1、安装docker
- 卸载apt官方旧版本的docker:
sudo apt-get remove docker docker-engine docker-ce docker.io
- 更新apt包:
sudo apt-get update
- 安装以下包以使apt可以通过HTTPS使用存储库(repository):
sudo apt-get install -y apt-transport-https ca-certificates curl software-properties-common
- 添加docker官方密钥
curl -fsSL https://download.docker.com/linux/ubuntu/gpg | sudo apt-key add -
- 设置stable存储库
sudo add-apt-repository "deb [arch=amd64] https://download.docker.com/linux/ubuntu $(lsb_release -cs) stable"
- 再次更新apt包:
sudo apt-get update
- 安装最新docker CE:
sudo apt-get install -y docker-ce
- 查看docker服务是否启动:
systemctl status docker
- 若未启动,则启动docker
sudo systemctl start docker
2、安装nvidia-docker
若想在docker目前只支持运行cpu程序,若想调用主机gpu则需要安装nvidia官方提供的nvidia-docker。

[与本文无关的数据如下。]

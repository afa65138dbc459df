use crate::{
    error::{ExposureError, Result},
    units::{Bearing, Unit},
};
use geo::{
    algorithm::{bearing::Bearing as _, haversine_distance::HaversineDistance},
    Point,
};
use itertools::Itertools;
use log::trace;
use serde::{Deserialize, Serialize};

/* # coordinates */

/// WGS84 position in degrees, no altitude
#[derive(Clone, Copy, Debug, PartialEq, Serialize, Deserialize)]
pub struct Coordinate {
    pub lat: f64,
    pub lon: f64,
}

impl Coordinate {
    pub fn new(lat: f64, lon: f64) -> Self {
        Self { lat, lon }
    }

    /// reject anything outside latitude/longitude bounds
    pub fn validate(self) -> Result<Self> {
        if self.lat.is_finite()
            && self.lon.is_finite()
            && self.lat.abs() <= 90.0
            && self.lon.abs() <= 180.0
        {
            Ok(self)
        } else {
            Err(ExposureError::InvalidCoordinate {
                lat: self.lat,
                lon: self.lon,
            })
        }
    }

    /// great-circle distance in kilometres
    pub fn distance_km(&self, other: &Self) -> f64 {
        Point::from(*self).haversine_distance(&Point::from(*other)) / 1000.0
    }

    /// initial bearing of the great circle towards `other`
    pub fn bearing(&self, other: &Self) -> Bearing {
        Bearing::confine(Point::from(*self).bearing(Point::from(*other)))
    }

    /// linear interpolation, adequate over a single road segment
    pub fn lerp(&self, other: &Self, fraction: f64) -> Self {
        Self {
            lat: self.lat + (other.lat - self.lat) * fraction,
            lon: self.lon + (other.lon - self.lon) * fraction,
        }
    }
}

impl From<Coordinate> for Point<f64> {
    fn from(coordinate: Coordinate) -> Self {
        Point::new(coordinate.lon, coordinate.lat)
    }
}

/* # polylines */

/// ordered road coordinates in travel order
#[derive(Clone, Debug, PartialEq)]
pub struct RoutePolyline {
    points: Vec<Coordinate>,
}

impl RoutePolyline {
    /// validate coordinates and drop consecutive duplicates
    pub fn new(points: Vec<Coordinate>) -> Result<Self> {
        let points = points
            .into_iter()
            .map(Coordinate::validate)
            .collect::<Result<Vec<Coordinate>>>()?
            .into_iter()
            .dedup()
            .collect::<Vec<Coordinate>>();
        trace!("polyline with {} distinct consecutive points", points.len());

        if points.len() < 2 {
            return Err(ExposureError::DegenerateRoute);
        }
        Ok(Self { points })
    }

    /// build from GeoJSON ordered `[lon, lat]` pairs, as routers return them
    pub fn from_lon_lat(pairs: &[[f64; 2]]) -> Result<Self> {
        Self::new(
            pairs
                .iter()
                .map(|[lon, lat]| Coordinate::new(*lat, *lon))
                .collect(),
        )
    }

    pub fn points(&self) -> &[Coordinate] {
        &self.points
    }

    /// total great-circle length in kilometres
    pub fn length_km(&self) -> f64 {
        self.points
            .iter()
            .tuple_windows()
            .map(|(a, b)| a.distance_km(b))
            .sum()
    }
}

官方地址:https://github.com/NVIDIA/nvidia-docker
若docker版本>19.03 则不需要安装nvidia-docker,只需要安装nvidia-container-tookit。
distribution=$(. /etc/os-release;echo $ID$VERSION_ID)
curl -s -L https://nvidia.github.io/nvidia-docker/gpgkey | sudo apt-key add -
curl -s -L https://nvidia.github.io/nvidia-docker/$distribution/nvidia-docker.list | sudo tee /etc/apt/sources.list.d/nvidia-docker.list
sudo apt-get update && sudo apt-get install -y nvidia-container-toolkit
sudo systemctl restart docker
测试安装是否成功,此处会从docker官方仓库下载镜像。
#### Test nvidia-smi with the latest official CUDA image
docker run --gpus all nvidia/cuda:10.0-base nvidia-smi
# Start a GPU enabled container on two GPUs
docker run --gpus 2 nvidia/cuda:10.0-base nvidia-smi
# Starting a GPU enabled container on specific GPUs
docker run --gpus '"device=1,2"' nvidia/cuda:10.0-base nvidia-smi
docker run --gpus '"device=UUID-ABCDEF,1"' nvidia/cuda:10.0-base nvidia-smi
# Specifying a capability (graphics, compute, ...) for my container
# Note this is rarely if ever used this way
docker run --gpus all,capabilities=utility nvidia/cuda:10.0-base nvidia-smi
若输出gpu信息则成功。
Tue Apr 24 18:58:50 2018
+-----------------------------------------------------------------------------+
| NVIDIA-SMI 390.25 Driver Version: 390.25 |
|-------------------------------+----------------------+----------------------+
| GPU Name Persistence-M| Bus-Id Disp.A | Volatile Uncorr. ECC |
| Fan Temp Perf Pwr:Usage/Cap| Memory-Usage | GPU-Util Compute M. |
|===============================+======================+======================|
| 0 GeForce GTX 108... Off | 00000000:01:00.0 Off | N/A |
| 0% 53C P5 27W / 280W | 0MiB / 11177MiB | 3% Default |
+-------------------------------+----------------------+----------------------+
+-----------------------------------------------------------------------------+
| Processes: GPU Memory |
| GPU PID Type Process name Usage |
|=============================================================================|
| No running processes found |
+-----------------------------------------------------------------------------+
官方下载镜像很慢(翻墙大佬请略过以下部分),需配置国内镜像仓库。
sudo vim /etc/docker/daemon.json
打开如下图。
{
"runtimes":{
"nvidia":{
"path":"nvidia-container-runtime","
runtimeArgs":[]
}
}
}
修改为:(文内为阿里云仓库,亲测可用,还有 https://registry.docker-cn.com,http://hub-mirror.c.163.com 等等仓库)
{
"registry-mirrors":["https://3laho3y3.mirror.aliyuncs.com"],
"runtimes":{
"nvidia":{
"path":"nvidia-container-runtime","
runtimeArgs":[]
}
}
}
3、下载cuda/nvidia-ubuntu镜像
docker镜像官网:https://hub.docker.com/
进入官网搜索nvidia/cuda
选择tags,找到10.1-cudnn7-devel-ubuntu16.04(包含ubuntu系统库,cuda10.1,cudnn7),若不想包含系统库可以选用其它镜像。
下载镜像。
sudo docker pull nvidia/cuda:10.1-cudnn7-devel-ubuntu16.04
等待下载完成,运行docker images,查看是否存在镜像。
因镜像可能过大需要调整本地docker 镜像存储库大小,在docker.service中配置.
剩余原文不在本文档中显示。